Wednesday, September 25, 2019

Atié Ménélik rend un second jugement

Guèbrè Sellassié, Chronique du règne de Mémélik, roi des rois d'Ethiopie, 1930

CHAPITRE XXI, jugement (t. I, pp. 111-112)


Après cela, on découvrit une chose merveilleuse et rare. Des hommes faux et menteurs, ourdissant un complot contre l'alèqa Kidanè-Ouald (1), écrivirent en son nom à Atiè Théodoros une lettre qui était ainsi conçue: "Que cette lettre parvienne au roi des rois Théodoros. Djan-hoi, moï, votre esclave (2), j'espère que vous viendrez ici. Venez donc vite."

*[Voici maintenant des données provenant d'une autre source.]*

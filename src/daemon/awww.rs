use super::{CommandRunner, Invocation};
use crate::config::Transition;
use crate::{Error, Result};
use std::path::Path;
use std::thread;
use std::time::Duration;

pub const DAEMON_PROGRAM: &str = "awww-daemon";
pub const CLIENT_PROGRAM: &str = "awww";
pub const LAUNCH_GRACE: Duration = Duration::from_secs(1);

#[derive(Debug, Clone, Copy, PartialEq, Eq)]
pub enum DaemonState {
    AlreadyRunning,
    Started,
}

/// Talks to the awww wallpaper daemon through its command line client.
pub struct Awww<R> {
    runner: R,
    grace: Duration,
}

impl<R: CommandRunner> Awww<R> {
    pub fn new(runner: R) -> Self {
        Self {
            runner,
            grace: LAUNCH_GRACE,
        }
    }

    /// How long to wait after launching the daemon before talking to it.
    pub fn with_grace(mut self, grace: Duration) -> Self {
        self.grace = grace;
        self
    }

    pub fn runner(&self) -> &R {
        &self.runner
    }

    pub fn is_running(&self) -> bool {
        self.runner
            .succeeds(&Invocation::new("pgrep").arg("-x").arg(DAEMON_PROGRAM))
    }

    /// Launches the daemon if no process by that name exists. There is no
    /// readiness handshake: after a launch we only sleep for the grace period.
    pub fn ensure_running(&self) -> Result<DaemonState> {
        if self.is_running() {
            tracing::debug!("{DAEMON_PROGRAM} already running");
            return Ok(DaemonState::AlreadyRunning);
        }

        tracing::info!("starting {DAEMON_PROGRAM}");
        self.runner
            .spawn_detached(&Invocation::new(DAEMON_PROGRAM))
            .map_err(Error::DaemonLaunchFailed)?;

        if !self.grace.is_zero() {
            thread::sleep(self.grace);
        }
        Ok(DaemonState::Started)
    }

    pub fn set_image(&self, path: &Path, transition: &Transition) -> Result<()> {
        let invocation = Invocation::new(CLIENT_PROGRAM)
            .arg("img")
            .arg(path)
            .arg("--transition-type")
            .arg(&transition.kind)
            .arg("--transition-duration")
            .arg(transition.duration.to_string());

        let outcome = self
            .runner
            .run(&invocation)
            .map_err(|err| Error::WallpaperSetFailed(err.to_string()))?;

        if !outcome.success {
            let reason = if outcome.stderr.is_empty() {
                outcome.status
            } else {
                outcome.stderr
            };
            return Err(Error::WallpaperSetFailed(reason));
        }

        tracing::info!(path = %path.display(), "wallpaper set");
        Ok(())
    }

    /// Makes sure the daemon is up, then hands it `path`.
    pub fn dispatch(&self, path: &Path, transition: &Transition) -> Result<DaemonState> {
        let state = self.ensure_running()?;
        self.set_image(path, transition)?;
        Ok(state)
    }
}

#[cfg(test)]
mod tests {
    use super::*;
    use crate::daemon::fake::FakeRunner;
    use std::ffi::OsString;

    fn args(invocation: &Invocation) -> Vec<OsString> {
        invocation.args.clone()
    }

    #[test]
    fn running_daemon_is_not_relaunched() {
        let awww = Awww::new(FakeRunner::running()).with_grace(Duration::ZERO);
        let state = awww
            .dispatch(Path::new("/walls/a.png"), &Transition::default())
            .unwrap();

        assert_eq!(state, DaemonState::AlreadyRunning);
        assert_eq!(awww.runner().programs(), ["pgrep", "awww"]);
    }

    #[test]
    fn stopped_daemon_is_launched_first() {
        let awww = Awww::new(FakeRunner::default()).with_grace(Duration::ZERO);
        let state = awww
            .dispatch(Path::new("/walls/a.png"), &Transition::default())
            .unwrap();

        assert_eq!(state, DaemonState::Started);
        assert_eq!(awww.runner().programs(), ["pgrep", "awww-daemon", "awww"]);
        let probe = awww.runner().calls.borrow()[0].clone();
        assert_eq!(args(&probe), ["-x", "awww-daemon"]);
    }

    #[test]
    fn set_image_passes_path_and_transition() {
        let awww = Awww::new(FakeRunner::running()).with_grace(Duration::ZERO);
        let transition = Transition {
            kind: "wipe".to_string(),
            duration: 4,
        };
        awww.set_image(Path::new("/walls/nature/a b.jpg"), &transition)
            .unwrap();

        let call = awww.runner().last().unwrap();
        assert_eq!(call.program, "awww");
        assert_eq!(
            args(&call),
            [
                "img",
                "/walls/nature/a b.jpg",
                "--transition-type",
                "wipe",
                "--transition-duration",
                "4"
            ]
        );
    }

    #[test]
    fn launch_failure_is_reported() {
        let runner = FakeRunner {
            launch_error: true,
            ..FakeRunner::default()
        };
        let awww = Awww::new(runner).with_grace(Duration::ZERO);
        let err = awww
            .dispatch(Path::new("/walls/a.png"), &Transition::default())
            .unwrap_err();

        assert!(matches!(err, Error::DaemonLaunchFailed(_)));
        assert!(!awww.runner().programs().contains(&"awww".to_string()));
    }

    #[test]
    fn failed_set_surfaces_stderr() {
        let runner = FakeRunner {
            set_stderr: Some("image decode failed".to_string()),
            ..FakeRunner::running()
        };
        let awww = Awww::new(runner).with_grace(Duration::ZERO);
        let err = awww
            .set_image(Path::new("/walls/a.png"), &Transition::default())
            .unwrap_err();

        assert_eq!(
            err.to_string(),
            "Failed to set wallpaper: image decode failed"
        );
    }

    #[test]
    fn failed_set_without_stderr_uses_status() {
        let runner = FakeRunner {
            set_stderr: Some(String::new()),
            ..FakeRunner::running()
        };
        let awww = Awww::new(runner).with_grace(Duration::ZERO);
        let err = awww
            .set_image(Path::new("/walls/a.png"), &Transition::default())
            .unwrap_err();

        assert_eq!(err.to_string(), "Failed to set wallpaper: exit status: 1");
    }
}
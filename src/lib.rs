pub mod cli;
pub mod config;
pub mod daemon;
pub mod router;
pub mod selector;

pub use config::{Transition, WallpaperConfig};
pub use daemon::{Awww, CommandRunner, SystemRunner};
pub use router::{Intent, Router};

use std::path::PathBuf;

#[derive(Debug, thiserror::Error)]
pub enum Error {
    #[error("Wallpapers directory not found: {}", .0.display())]
    DirectoryNotFound(PathBuf),
    #[error("Category '{category}' not found in {}", .root.display())]
    CategoryNotFound { category: String, root: PathBuf },
    #[error("No wallpapers found{}", .0.as_ref().map(|scope| format!(" in {scope}")).unwrap_or_default())]
    NoWallpapersFound(Option<String>),
    #[error("File not found: {}", .0.display())]
    FileNotFound(PathBuf),
    #[error("Unknown option or category '{0}'")]
    UnknownArgument(String),
    #[error("Failed to read directory {}: {source}", .path.display())]
    ReadDir {
        path: PathBuf,
        source: std::io::Error,
    },

    #[error("Failed to start awww daemon: {0}")]
    DaemonLaunchFailed(std::io::Error),
    #[error("Failed to set wallpaper: {0}")]
    WallpaperSetFailed(String),

    #[error("IO error: {0}")]
    Io(#[from] std::io::Error),
}

pub type Result<T> = std::result::Result<T, Error>;
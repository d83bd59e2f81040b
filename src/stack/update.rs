use crate::errors::{ConflictOperation, Result, TrellisError};
use crate::git::ops::GitOps;
use crate::git::worktree::WorkingTreeResolver;
use crate::stack::conflict::{wait_for_conflict_resolution, ConflictResolution};
use crate::stack::status::{BranchDetail, StackStatus};
use std::time::Duration;
use tokio_util::sync::CancellationToken;
use tracing::{debug, warn};

/// Options for stack update operations
#[derive(Debug, Clone)]
pub struct UpdateOptions {
    /// How often the conflict detector re-checks repository state
    pub poll_interval: Duration,
    /// Give up waiting for conflict resolution after this long;
    /// `None` waits indefinitely
    pub conflict_timeout: Option<Duration>,
}

impl Default for UpdateOptions {
    fn default() -> Self {
        Self {
            poll_interval: Duration::from_secs(1),
            conflict_timeout: None,
        }
    }
}

/// Replays source-branch changes down every branch line of a stack.
///
/// Operations within a line run strictly root-to-leaf, and lines run in
/// document order; a branch shared by several lines is revisited once per
/// sibling path. The engine is the sole writer to the working tree(s)
/// while an update runs; concurrent external git activity against the
/// same trees is a precondition violation.
pub struct UpdateEngine<'a> {
    trees: &'a WorkingTreeResolver,
    options: UpdateOptions,
}

impl<'a> UpdateEngine<'a> {
    pub fn new(trees: &'a WorkingTreeResolver, options: UpdateOptions) -> Self {
        Self { trees, options }
    }

    /// Merge the stack's source changes down every branch line.
    ///
    /// Each active branch is checked out (in whichever working tree it
    /// lives) and the current parent merged into it; inactive branches
    /// are skipped without advancing the parent cursor, so the next
    /// branch in the line merges from the same parent. A branch with
    /// several children is deliberately re-merged once per child path —
    /// redundant but idempotent, and the call order is observable.
    pub async fn update_using_merge(
        &self,
        status: &StackStatus,
        cancel: &CancellationToken,
    ) -> Result<()> {
        for line in status.branch_lines() {
            self.merge_branch_line(&status.source_branch.name, &line, cancel)
                .await?;
        }
        Ok(())
    }

    async fn merge_branch_line(
        &self,
        source: &str,
        line: &[&BranchDetail],
        cancel: &CancellationToken,
    ) -> Result<()> {
        let mut current_parent = source.to_string();

        for branch in line {
            ensure_not_cancelled(cancel)?;

            if !branch.is_active() {
                debug!(
                    "Skipping inactive branch '{}' ({:?})",
                    branch.name, branch.activity
                );
                continue;
            }

            let git = self.trees.for_branch(&branch.name);
            git.change_branch(&branch.name)?;

            debug!("Merging '{}' into '{}'", current_parent, branch.name);
            match git.merge_from_local_branch(&current_parent) {
                Ok(()) => {}
                Err(err) => match err.conflict_kind() {
                    Some(kind) => self.await_resolution(git, kind, cancel).await?,
                    None => return Err(err),
                },
            }

            current_parent = branch.name.clone();
        }

        Ok(())
    }

    /// Rebase every branch line onto the stack's source changes.
    ///
    /// Only the lowest active branch of a line is rebased, onto each of
    /// its ancestors in turn (leaf-to-root, ending at the source branch);
    /// the rebase carries the dependent branch refs between its old and
    /// new positions along, so the single call updates the whole line.
    /// An inactive ancestor is never rebased onto directly — its ref may
    /// not even resolve — but is remembered: when its commits turn out to
    /// have been squash-merged upstream (the merge-base with the lowest
    /// active branch is not reachable from the rebase target), the rebase
    /// replays only the commits after that old base.
    pub async fn update_using_rebase(
        &self,
        status: &StackStatus,
        cancel: &CancellationToken,
    ) -> Result<()> {
        for line in status.branch_lines() {
            self.rebase_branch_line(&status.source_branch.name, &line, cancel)
                .await?;
        }
        Ok(())
    }

    async fn rebase_branch_line(
        &self,
        source: &str,
        line: &[&BranchDetail],
        cancel: &CancellationToken,
    ) -> Result<()> {
        let Some(lowest_idx) = line.iter().rposition(|b| b.is_active()) else {
            debug!(
                "No active branch in line ending at '{}'; nothing to rebase",
                line.last().map(|b| b.name.as_str()).unwrap_or("<empty>")
            );
            return Ok(());
        };
        let lowest = line[lowest_idx];

        let git = self.trees.for_branch(&lowest.name);
        git.change_branch(&lowest.name)?;

        let ancestors = line[..lowest_idx]
            .iter()
            .rev()
            .copied()
            .map(RebaseAncestor::Branch)
            .chain(std::iter::once(RebaseAncestor::Source));

        let mut reparent_from: Option<&BranchDetail> = None;

        for ancestor in ancestors {
            ensure_not_cancelled(cancel)?;

            let ancestor_name = match ancestor {
                RebaseAncestor::Branch(branch) if !branch.is_active() => {
                    if reparent_from.is_none() {
                        debug!(
                            "Ancestor '{}' is inactive ({:?}); will re-parent '{}' past it",
                            branch.name, branch.activity, lowest.name
                        );
                        reparent_from = Some(branch);
                    }
                    continue;
                }
                RebaseAncestor::Branch(branch) => branch.name.as_str(),
                RebaseAncestor::Source => source,
            };

            let result = match reparent_from.take().filter(|b| b.exists) {
                Some(inactive) => {
                    self.rebase_past_inactive(git, lowest, inactive, ancestor_name)
                }
                None => {
                    debug!("Rebasing '{}' onto '{}'", lowest.name, ancestor_name);
                    git.rebase_onto_local_branch(ancestor_name)
                }
            };

            match result {
                Ok(()) => {}
                Err(err) => match err.conflict_kind() {
                    Some(kind) => self.await_resolution(git, kind, cancel).await?,
                    None => return Err(err),
                },
            }
        }

        Ok(())
    }

    /// Rebase `lowest` onto `ancestor`, deciding whether the pending
    /// inactive branch was squash-merged (its original commits are not in
    /// the ancestor's history, only an equivalent squashed commit is) or
    /// merged verbatim.
    fn rebase_past_inactive(
        &self,
        git: &dyn GitOps,
        lowest: &BranchDetail,
        inactive: &BranchDetail,
        ancestor_name: &str,
    ) -> Result<()> {
        match git.merge_base(&lowest.name, &inactive.name)? {
            Some(merge_base)
                if !git.is_commit_reachable_from_branch(&merge_base, ancestor_name)? =>
            {
                debug!(
                    "'{}' was squash-merged; rebasing '{}' onto '{}' from old base {}",
                    inactive.name, lowest.name, ancestor_name, merge_base
                );
                git.rebase_onto_new_parent(ancestor_name, &merge_base)
            }
            _ => {
                // Merged verbatim (or unrelated histories): the already
                // integrated commits drop out of an ordinary rebase on
                // their own.
                debug!(
                    "'{}' was merged verbatim; rebasing '{}' onto '{}'",
                    inactive.name, lowest.name, ancestor_name
                );
                git.rebase_onto_local_branch(ancestor_name)
            }
        }
    }

    async fn await_resolution(
        &self,
        git: &dyn GitOps,
        kind: ConflictOperation,
        cancel: &CancellationToken,
    ) -> Result<()> {
        let resolution = wait_for_conflict_resolution(
            git,
            kind,
            self.options.poll_interval,
            self.options.conflict_timeout,
            cancel,
        )
        .await?;

        match resolution {
            ConflictResolution::Completed => Ok(()),
            ConflictResolution::NotStarted => {
                // The command reported conflicts but the marker is gone;
                // inconsistent, not fatal.
                warn!("{kind} reported conflicts but none is in progress; continuing");
                Ok(())
            }
            ConflictResolution::Aborted => Err(TrellisError::OperationAborted(kind)),
            ConflictResolution::TimedOut => Err(TrellisError::ConflictResolutionTimeout(kind)),
        }
    }
}

enum RebaseAncestor<'a> {
    Branch(&'a BranchDetail),
    Source,
}

fn ensure_not_cancelled(cancel: &CancellationToken) -> Result<()> {
    if cancel.is_cancelled() {
        Err(TrellisError::Cancelled)
    } else {
        Ok(())
    }
}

Les ennemis de l'alèqa Kidanè-Ouald, confiant cette lettre à un homme payé pour cela, lui dirent: "Prends cette lettre et va. A partir de Guedèm (3), tu répondras à tous ceux qui t'interrogeront : L'alèqa Kidanè-Ouald m'envoie à Atiè Théodoros pour lui remettre cette lettre. De plus il m'a dit : Pars en secret et ne dis rien à personne, pas même à tes parents."

En arrivant à Guedèm, il commença donc à répondre selon les instructions qu'il avait reçues. Les gens du pays, comprenant que c'était une affaire regardant le gouvernement, l'arrêtèrent et le présentèrent, lui et sa lettre, au roi. Celui-ci lui demanda: "D'où es-tu? Qui t'a envoyé?"

Il répondit: "C'est mon maître, l'alèqa Kidanè-Ouald; je suis l'un de ses serviteurs." Le roi continua: "Quels sont les autres serviteurs de l'alèqa Kidanè-Ouald? Dis-moi leurs noms." Le messager donna les noms de cinq hommes. Alors le roi ordonna de les faire venir tous les cinq. Lorsqu'ils furent arrivés, il les fit interroger séparément.

Le lendemain, à son tribunal, il fit comparaître le porteur de la lettre et manda l'un des serviteurs de l'alèqa à qui il dit: "Connais-tu cet homme?" L'autre répliqua : " Je ne le connais pas; c'est aujourd'hui que je le vois pour la première fois." Mais le messager s'écria: "Il me connaît et je le connais!" Alors le roi: " Puisque tu le connais, dis-moi comment il s'appelle." Celui-ci donna le nom d'un autre, car il ne le connaissait pas de figure, mais seulement par ouï-dire. On fit venir ensuite un autre homme et, cette fois encore, il se trompa de nom.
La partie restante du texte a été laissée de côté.